Hello, lovelies!

First of all, I would like to share my exciting news! A few months ago, I wrote a post about my thoughts, inhibitions, and fears surrounding yoga teacher training. Well, I’m here today to say: I will be starting yoga teacher training in June! I did a lot of research on yoga teacher trainings in my area, and one just called out to me. The vision this particular studio has inspired me to be courageous and go for it. What’s the worst that could happen? (They won’t accept me, I’ll fail, I’ll look stupid while trying to teach fellow students, etc etc etc). I took the plunge and applied on Monday. I got an email this morning saying I had been accepted! Ahhh! It’s scary and something that is totally out of my comfort zone, but pushing my limits of comfort is a goal of mine.

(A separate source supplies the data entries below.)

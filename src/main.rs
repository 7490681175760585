//! Plonk · Geography Quiz Backend
//!
//! - Axum HTTP + WebSocket API around the question engine
//! - Static SPA fallback (./static/index.html: the map page)
//!
//! Important env variables:
//!   PORT              : u16 (default 3000)
//!   QUIZ_CONFIG_PATH  : path to TOML config (data paths + quiz policies)
//!   LOG_LEVEL         : tracing filter, e.g. "debug" or full directives
//!   LOG_FORMAT        : "pretty" (default) or "json"

use std::net::SocketAddr;

use tokio::net::TcpListener;
use tracing::{error, info, instrument};

use plonk_backend::config::load_quiz_config_from_env;
use plonk_backend::routes::build_router;
use plonk_backend::state::AppState;
use plonk_backend::telemetry;

#[instrument(level = "info", skip_all)]
#[tokio::main]
async fn main() -> Result<(), Box<dyn std::error::Error>> {
  telemetry::init_tracing();

  // Load quiz config (TOML) or fall back to defaults.
  let cfg = load_quiz_config_from_env().unwrap_or_default();

  // Fetch both data files concurrently; either failure aborts startup with
  // the full (aggregated) message. No automatic retry: rerun after fixing.
  let state = match AppState::load(cfg).await {
    Ok(state) => state,
    Err(e) => {
      error!(target: "plonk_backend", error = %e, "Startup data load failed");
      return Err(e.into());
    }
  };

  // Build the HTTP router with routes, CORS and tracing layers.
  let app = build_router(state);

  // Read port from env or default to 3000.
  let addr: SocketAddr = std::env::var("PORT")
    .ok()
    .and_then(|p| p.parse::<u16>().ok())
    .map(|port| SocketAddr::from(([0, 0, 0, 0], port)))
    .unwrap_or_else(|| SocketAddr::from(([0, 0, 0, 0], 3000)));

  let listener = TcpListener::bind(addr).await?;
  info!(target: "plonk_backend", %addr, "HTTP server listening");
  axum::serve(listener, app).await?;
  Ok(())
}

So, yay!!!

The YTT I will be participating in is just around the corner from us and one weekend a month, for 6 months, starting in June. I’m predicting it’s going to be intense but full of growth, budding connections, and spiritual enhancement. I. can’t. wait.

I would love for any and all input, tips, hints, and stories about yoga teacher training! I have really no clue what to expect, but I’m very, very happy about this upcoming journey.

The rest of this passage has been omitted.